• **Aim of the task**:
Word for word, transcribe the data below from the line with "while let Some((_tag, content))" to the line with "filename executor-config/src/parameters.rs", keeping both of those lines.

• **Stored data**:

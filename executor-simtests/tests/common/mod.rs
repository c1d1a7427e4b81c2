// Copyright (c) Contributors to the contract-executor project.
// SPDX-License-Identifier: Apache-2.0

//! Shared three-executor test harness for the §8 end-to-end scenarios.

use std::sync::Arc;

use executor_config::{Committee, ContractConfig, ExecutorConfig, ExecutorKeyPair};
use executor_core::{
    BatchExecutionTask, BlockchainClient, Context, ExecutorMetrics, Messenger, ProofOfExecution, Storage,
    VirtualMachine,
};
use executor_simtests::{FakeBlockchainClient, FakeNetwork, FakeStorage, FakeVirtualMachine};
use executor_types::{Batch, ContractKey, DriveKey, EndBatchExecutionOpinion, ExecutorKey, ModificationId};
use parking_lot::Mutex as PlMutex;
use prometheus::Registry;
use tokio::sync::Mutex as TokioMutex;
use tokio::sync::mpsc::UnboundedReceiver;

pub struct ExecutorHandle {
    pub key: ExecutorKey,
    pub task: Arc<TokioMutex<BatchExecutionTask>>,
    pub vm: Arc<FakeVirtualMachine>,
    pub storage: Arc<FakeStorage>,
    pub blockchain: Arc<FakeBlockchainClient>,
    pub poex: Arc<PlMutex<ProofOfExecution>>,
}

pub struct Harness {
    pub executors: Vec<ExecutorHandle>,
}

/// Spins up `n` executors sharing one committee and one batch, wires them
/// together over a `FakeNetwork`, and spawns each executor's gossip
/// receive loop. Returns once every executor has called `run()`.
pub async fn build_harness(n: usize, batch: Batch) -> Harness {
    build_harness_with_vm_setup(n, batch, |_| {}).await
}

/// Like [`build_harness`], but `vm_setup` runs against each executor's
/// `FakeVirtualMachine` before its task's `run()` is called, so a test can
/// queue outcomes (e.g. `vm_unavailable`, `success: false`) that the
/// executor observes on its first pass through `execute_calls`.
pub async fn build_harness_with_vm_setup(n: usize, batch: Batch, vm_setup: impl Fn(&FakeVirtualMachine)) -> Harness {
    let contract_key = ContractKey::zero();
    let keypairs: Vec<ExecutorKeyPair> = (0..n).map(|_| ExecutorKeyPair::generate()).collect();
    let committee = Committee::new(keypairs.iter().map(|k| k.public_key()));
    let network = FakeNetwork::new();

    let mut executors = Vec::with_capacity(n);
    let mut receivers = Vec::with_capacity(n);

    for keypair in keypairs {
        let own_key = keypair.public_key();
        let (messenger, receiver) = network.register(own_key);
        let metrics = ExecutorMetrics::new(&Registry::new());
        let context = Arc::new(Context::new(
            keypair,
            contract_key,
            committee.clone(),
            ExecutorConfig {
                successful_execution_delay_ms: 10,
                unsuccessful_execution_delay_ms: 10,
                share_opinion_timeout_ms: 50_000,
                ..ExecutorConfig::default()
            },
            ContractConfig::default(),
            Arc::new(metrics),
        ));
        let vm = Arc::new(FakeVirtualMachine::new());
        vm_setup(&vm);
        let storage = Arc::new(FakeStorage::default());
        let blockchain = Arc::new(FakeBlockchainClient::new());
        let poex = Arc::new(PlMutex::new(ProofOfExecution::new(own_key, batch.batch_index)));

        let task = BatchExecutionTask::new(
            context,
            batch.clone(),
            vm.clone() as Arc<dyn VirtualMachine>,
            storage.clone() as Arc<dyn Storage>,
            Arc::new(messenger) as Arc<dyn Messenger>,
            blockchain.clone() as Arc<dyn BlockchainClient>,
            poex.clone(),
            Default::default(),
        );
        let task = Arc::new(TokioMutex::new(task));

        executors.push(ExecutorHandle { key: own_key, task, vm, storage, blockchain, poex });
        receivers.push(receiver);
    }

    for (handle, receiver) in executors.iter().zip(receivers.into_iter()) {
        spawn_gossip_loop(handle.task.clone(), receiver);
    }

    for handle in &executors {
        handle.task.lock().await.run(DriveKey::zero(), ModificationId::zero()).await.expect("run should succeed against fakes");
    }

    Harness { executors }
}

fn spawn_gossip_loop(task: Arc<TokioMutex<BatchExecutionTask>>, mut receiver: UnboundedReceiver<(executor_core::MessageTag, Vec<u8>)>) {
    tokio::spawn(async move {
        while let Some((_tag, content)) = receiver.recv().await {
            let Ok(opinion) = bcs::from_bytes::<EndBatchExecutionOpinion>(&content) else { continue };
            task.lock().await.receive_opinion(opinion).await;
        }
    });
}
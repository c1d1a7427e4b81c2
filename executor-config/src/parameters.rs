// Copyright (c) Contributors to the contract-executor project.
// SPDX-License-Identifier: Apache-2.0

//! Operational configuration (spec §6 "Config"). All fields tolerate
//! inconsistencies between executors without affecting safety: they tune
//! timing and gas accounting, not consensus membership. Follows the
//! teacher's `consensus-config::Parameters` shape: every field has a
//! `#[serde(default = ...)]` pointing at a named constant function, and a
//! `Default` impl whose values match those same constants.

use std::time::Duration;

use serde::{Deserialize, Serialize};

/// Per-executor-process configuration, shared by every contract this
/// executor participates in.
#[derive(Clone, Debug, Serialize, Deserialize)]
pub struct ExecutorConfig {
    /// How long to wait, once threshold-many matching successful opinions
    /// have arrived, before assembling the end-batch transaction.
    #[serde(default = "ExecutorConfig::default_successful_execution_delay_ms")]
    pub successful_execution_delay_ms: u64,

    /// Same, for the unsuccessful path.
    #[serde(default = "ExecutorConfig::default_unsuccessful_execution_delay_ms")]
    pub unsuccessful_execution_delay_ms: u64,

    /// How often to re-send our opinion to peers while awaiting threshold.
    #[serde(default = "ExecutorConfig::default_share_opinion_timeout_ms")]
    pub share_opinion_timeout_ms: u64,

    /// Converts an `execution_payment` cap (in currency units) into a VM
    /// gas budget.
    #[serde(default = "ExecutorConfig::default_execution_payment_to_gas_multiplier")]
    pub execution_payment_to_gas_multiplier: u64,

    /// Converts a `download_payment` cap into a VM I/O gas budget.
    #[serde(default = "ExecutorConfig::default_download_payment_to_gas_multiplier")]
    pub download_payment_to_gas_multiplier: u64,

    /// Cap on concurrent internet connections the VM sandbox may open.
    #[serde(default = "ExecutorConfig::default_max_internet_connections")]
    pub max_internet_connections: u32,

    /// Logical network this executor is serving (mainnet/testnet/devnet);
    /// used only for metrics labels and log context.
    #[serde(default = "ExecutorConfig::default_network_identifier")]
    pub network_identifier: String,

    /// Initial backoff before retrying a call after a `vm_unavailable`
    /// error (spec §4.2 Failure semantics).
    #[serde(default = "ExecutorConfig::default_vm_failure_backoff_ms")]
    pub vm_failure_backoff_ms: u64,

    /// Bound on retries of a single call before it is marked
    /// `success=false` (spec §4.2 Failure semantics).
    #[serde(default = "ExecutorConfig::default_max_call_retries")]
    pub max_call_retries: u32,

    /// Bound on retries of the automatic-execution evaluator before a
    /// batch stalls (spec §4.1 edge cases).
    #[serde(default = "ExecutorConfig::default_max_automatic_evaluation_retries")]
    pub max_automatic_evaluation_retries: u32,
}

impl ExecutorConfig {
    pub fn default_successful_execution_delay_ms() -> u64 {
        500
    }
    pub fn default_unsuccessful_execution_delay_ms() -> u64 {
        500
    }
    pub fn default_share_opinion_timeout_ms() -> u64 {
        2_000
    }
    pub fn default_execution_payment_to_gas_multiplier() -> u64 {
        1
    }
    pub fn default_download_payment_to_gas_multiplier() -> u64 {
        1
    }
    pub fn default_max_internet_connections() -> u32 {
        16
    }
    pub fn default_network_identifier() -> String {
        "default".to_string()
    }
    pub fn default_vm_failure_backoff_ms() -> u64 {
        200
    }
    pub fn default_max_call_retries() -> u32 {
        5
    }
    pub fn default_max_automatic_evaluation_retries() -> u32 {
        8
    }

    pub fn successful_execution_delay(&self) -> Duration {
        Duration::from_millis(self.successful_execution_delay_ms)
    }
    pub fn unsuccessful_execution_delay(&self) -> Duration {
        Duration::from_millis(self.unsuccessful_execution_delay_ms)
    }
    pub fn share_opinion_timeout(&self) -> Duration {
        Duration::from_millis(self.share_opinion_timeout_ms)
    }
    pub fn vm_failure_backoff(&self) -> Duration {
        Duration::from_millis(self.vm_failure_backoff_ms)
    }
}

impl Default for ExecutorConfig {
    fn default() -> Self {
        Self {
            successful_execution_delay_ms: Self::default_successful_execution_delay_ms(),
            unsuccessful_execution_delay_ms: Self::default_unsuccessful_execution_delay_ms(),
            share_opinion_timeout_ms: Self::default_share_opinion_timeout_ms(),
            execution_payment_to_gas_multiplier: Self::default_execution_payment_to_gas_multiplier(),
            download_payment_to_gas_multiplier: Self::default_download_payment_to_gas_multiplier(),
            max_internet_connections: Self::default_max_internet_connections(),
            network_identifier: Self::default_network_identifier(),
            vm_failure_backoff_ms: Self::default_vm_failure_backoff_ms(),
            max_call_retries: Self::default_max_call_retries(),
            max_automatic_evaluation_retries: Self::default_max_automatic_evaluation_retries(),
        }
    }
}

/// Per-contract configuration, narrower than `ExecutorConfig`.
#[derive(Clone, Debug, Serialize, Deserialize)]
pub struct ContractConfig {
    /// Extra delay before accepting an unsuccessful batch as approved,
    /// giving slow peers a chance to catch up before the chain commits to
    /// failure.
    #[serde(default = "ContractConfig::default_unsuccessful_approval_delay_ms")]
    pub unsuccessful_approval_delay_ms: u64,
}

impl ContractConfig {
    pub fn default_unsuccessful_approval_delay_ms() -> u64 {
        1_000
    }

    pub fn unsuccessful_approval_delay(&self) -> Duration {
        Duration::from_millis(self.unsuccessful_approval_delay_ms)
    }
}

impl Default for ContractConfig {
    fn default() -> Self {
        Self {
            unsuccessful_approval_delay_ms: Self::default_unsuccessful_approval_delay_ms(),
        }
    }
}
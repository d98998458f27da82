use std::collections::HashMap;
use std::path::PathBuf;

use log::info;
use uuid::Uuid;

use super::document::{parse_document, DocumentError, DocumentRecord};
use super::feed::{generate_feeds, FeedContext, FeedError};
use super::format::OutputFormat;
use super::paths::{document_output_path, output_path, site_path};
use super::render::{RenderError, TemplateRenderer};
use super::markdown::render_markdown;
use super::source::{discover_content, ContentItem, SourceError};

#[derive(thiserror::Error, Debug)]
pub enum BuildError {
    #[error("source error: {0}")]
    Source(#[from] SourceError),

    #[error("document error: {0}")]
    Document(#[from] DocumentError),

    #[error("render error: {0}")]
    Render(#[from] RenderError),

    #[error("feed error: {0}")]
    Feed(#[from] FeedError),

    #[error("duplicate metadata id {id} ({first} and {second})")]
    DuplicateId {
        id: Uuid,
        first: String,
        second: String,
    },

    #[error("IO error: {0}")]
    Io(#[from] std::io::Error),
}

/// How the site is written to disk, resolved from the command line.
pub struct BuildOptions {
    pub source: PathBuf,
    pub destination: PathBuf,
    pub formats: Vec<OutputFormat>,
    /// Author used for pages without one of their own
    pub author: Option<String>,
    pub feed: Option<FeedOptions>,
}

pub struct FeedOptions {
    /// Site-relative directory the feed files are written under
    pub path: PathBuf,
    pub domain: String,
    pub author: String,
}

#[derive(Debug)]
pub struct BuildResult {
    pub output_dir: PathBuf,
    pub documents: usize,
    pub static_files: usize,
}

pub struct Builder {
    options: BuildOptions,
}

impl Builder {
    pub fn new(options: BuildOptions) -> Self {
        Self { options }
    }

    pub async fn build(&self) -> Result<BuildResult, BuildError> {
        // Build pipeline:
        // 1. Discover content -> ContentItem[]
        // 2. Load page templates
        // 3. Render and write each document, once per format
        // 4. Copy static files into each format tree
        // 5. Generate feeds from the collected metadata

        let items = discover_content(&self.options.source)?;

        let partials_dir = self
            .options
            .source
            .parent()
            .map(|parent| parent.join("partials"))
            .unwrap_or_else(|| PathBuf::from("partials"));
        let templates = TemplateRenderer::new(&partials_dir, &self.options.formats)?;

        let mut records: Vec<DocumentRecord> = Vec::new();
        let mut documents = 0;
        let mut static_files = 0;

        for item in &items {
            match item {
                ContentItem::Document(relative) => {
                    let raw =
                        tokio::fs::read_to_string(self.options.source.join(relative)).await?;
                    let parsed =
                        parse_document(&raw, relative, self.options.author.as_deref())?;

                    for format in &self.options.formats {
                        info!("Processing(format: {}, file: {})", format, relative.display());
                        let body = render_markdown(&parsed.markdown, format.renderer());
                        let relative_str = relative.to_string_lossy();
                        let page =
                            templates.render_page(&body, *format, &relative_str, &parsed.metadata)?;

                        let target =
                            document_output_path(&self.options.destination, *format, relative);
                        if let Some(parent) = target.parent() {
                            tokio::fs::create_dir_all(parent).await?;
                        }
                        tokio::fs::write(&target, page).await?;
                    }

                    records.push(DocumentRecord {
                        path: site_path(relative),
                        metadata: parsed.metadata,
                    });
                    documents += 1;
                }
                ContentItem::Static(relative) => {
                    for format in &self.options.formats {
                        info!("Copying(format: {}, file: {})", format, relative.display());
                        let target = output_path(&self.options.destination, *format, relative);
                        if let Some(parent) = target.parent() {
                            tokio::fs::create_dir_all(parent).await?;
                        }
                        tokio::fs::copy(self.options.source.join(relative), &target).await?;
                    }
                    static_files += 1;
                }
            }
        }

        check_unique_ids(&records)?;

        if let Some(feed) = &self.options.feed {
            self.write_feeds(&records, feed).await?;
        }

        Ok(BuildResult {
            output_dir: self.options.destination.clone(),
            documents,
            static_files,
        })
    }

    async fn write_feeds(
        &self,
        records: &[DocumentRecord],
        feed: &FeedOptions,
    ) -> Result<(), BuildError> {
        let feed_path = feed.path.to_string_lossy();
        for format in &self.options.formats {
            let ctx = FeedContext {
                format: *format,
                domain: &feed.domain,
                feed_path: &feed_path,
                author: &feed.author,
            };
            let feeds = generate_feeds(records, &ctx)?;

            let dir = output_path(&self.options.destination, *format, &feed.path);
            tokio::fs::create_dir_all(&dir).await?;
            for (file, body) in [
                ("rss.xml", &feeds.rss),
                ("atom.xml", &feeds.atom),
                ("feed.json", &feeds.json),
            ] {
                info!("Writing(format: {}, file: {})", format, file);
                tokio::fs::write(dir.join(file), body).await?;
            }
        }
        Ok(())
    }
}

/// Metadata ids double as feed guids, so a collision is a build error
/// even when no feed was requested.
fn check_unique_ids(records: &[DocumentRecord]) -> Result<(), BuildError> {
    let mut seen: HashMap<Uuid, &str> = HashMap::new();
    for record in records {
        if let Some(first) = seen.insert(record.metadata.id, &record.path) {
            return Err(BuildError::DuplicateId {
                id: record.metadata.id,
                first: first.to_string(),
                second: record.path.clone(),
            });
        }
    }
    Ok(())
}

#[cfg(test)]
mod tests {
    use std::path::Path;

    use indoc::indoc;

    use super::*;

    fn write_file(path: &Path, content: &str) {
        if let Some(parent) = path.parent() {
            std::fs::create_dir_all(parent).unwrap();
        }
        std::fs::write(path, content).unwrap();
    }

    fn page(id: u32, kind: &str, title: &str, body: &str) -> String {
        format!(
            indoc! {"
                ---
                id: 1f0f7a52-4a2f-4a2f-9e61-{:012}
                type: {}
                page: {}
                title: {}
                description: {}
                created_at: 2023-01-01
                updated_at: 2023-06-01
                ---

                {}
            "},
            id,
            kind,
            title.to_lowercase().replace(' ', "-"),
            title,
            title,
            body
        )
    }

    fn scaffold(root: &Path) {
        write_file(
            &root.join("partials/template.html"),
            "<html><body>{{ content }}</body></html>\n",
        );
        write_file(&root.join("partials/template.gmi"), "{{ content }}\n");
        write_file(
            &root.join("content/index.md"),
            &page(1, "website", "Home", "# Home"),
        );
        write_file(
            &root.join("content/posts/first.md"),
            &page(2, "article", "First Post", "Hello **world**"),
        );
        write_file(&root.join("content/style.css"), "body { margin: 0 }\n");
    }

    fn options(root: &Path, feed: Option<FeedOptions>) -> BuildOptions {
        BuildOptions {
            source: root.join("content"),
            destination: root.join("out"),
            formats: OutputFormat::ALL.to_vec(),
            author: Some("Kelgors".to_string()),
            feed,
        }
    }

    #[tokio::test]
    async fn test_build_writes_both_format_trees() {
        let dir = tempfile::tempdir().unwrap();
        scaffold(dir.path());

        let result = Builder::new(options(dir.path(), None)).build().await.unwrap();
        assert_eq!(result.documents, 2);
        assert_eq!(result.static_files, 1);

        let html =
            std::fs::read_to_string(dir.path().join("out/html/posts/first.html")).unwrap();
        assert!(html.contains("<p>Hello <strong>world</strong></p>"));
        assert!(html.starts_with("<html>"));

        let gmi =
            std::fs::read_to_string(dir.path().join("out/gemini/posts/first.gmi")).unwrap();
        assert!(gmi.contains("Hello world"));

        assert!(dir.path().join("out/html/style.css").is_file());
        assert!(dir.path().join("out/gemini/style.css").is_file());
    }

    #[tokio::test]
    async fn test_build_writes_feeds() {
        let dir = tempfile::tempdir().unwrap();
        scaffold(dir.path());

        let feed = FeedOptions {
            path: PathBuf::from("posts"),
            domain: "example.org".to_string(),
            author: "Kelgors".to_string(),
        };
        Builder::new(options(dir.path(), Some(feed))).build().await.unwrap();

        let rss = std::fs::read_to_string(dir.path().join("out/html/posts/rss.xml")).unwrap();
        assert!(rss.contains("https://example.org/posts/first.html"));
        assert!(dir.path().join("out/html/posts/atom.xml").is_file());
        assert!(dir.path().join("out/html/posts/feed.json").is_file());

        let gmi_rss =
            std::fs::read_to_string(dir.path().join("out/gemini/posts/rss.xml")).unwrap();
        assert!(gmi_rss.contains("gemini://example.org/posts/first.gmi"));
    }

    #[tokio::test]
    async fn test_build_rejects_duplicate_ids() {
        let dir = tempfile::tempdir().unwrap();
        scaffold(dir.path());
        write_file(
            &dir.path().join("content/posts/copy.md"),
            &page(2, "article", "Copy", "dup"),
        );

        let err = Builder::new(options(dir.path(), None)).build().await.unwrap_err();
        assert!(matches!(err, BuildError::DuplicateId { .. }));
    }

    #[tokio::test]
    async fn test_build_fails_without_front_matter() {
        let dir = tempfile::tempdir().unwrap();
        scaffold(dir.path());
        write_file(&dir.path().join("content/broken.md"), "# No metadata\n");

        let err = Builder::new(options(dir.path(), None)).build().await.unwrap_err();
        assert!(matches!(err, BuildError::Document(_)));
    }
}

• **Result for this exercise**:
        while let Some((_tag, content)) = receiver.recv().await {
            let Ok(opinion) = bcs::from_bytes::<EndBatchExecutionOpinion>(&content) else { continue };
            task.lock().await.receive_opinion(opinion).await;
        }
    });
}
repository c1d1a7427e4b81c2
filename executor-config/src/parameters.rs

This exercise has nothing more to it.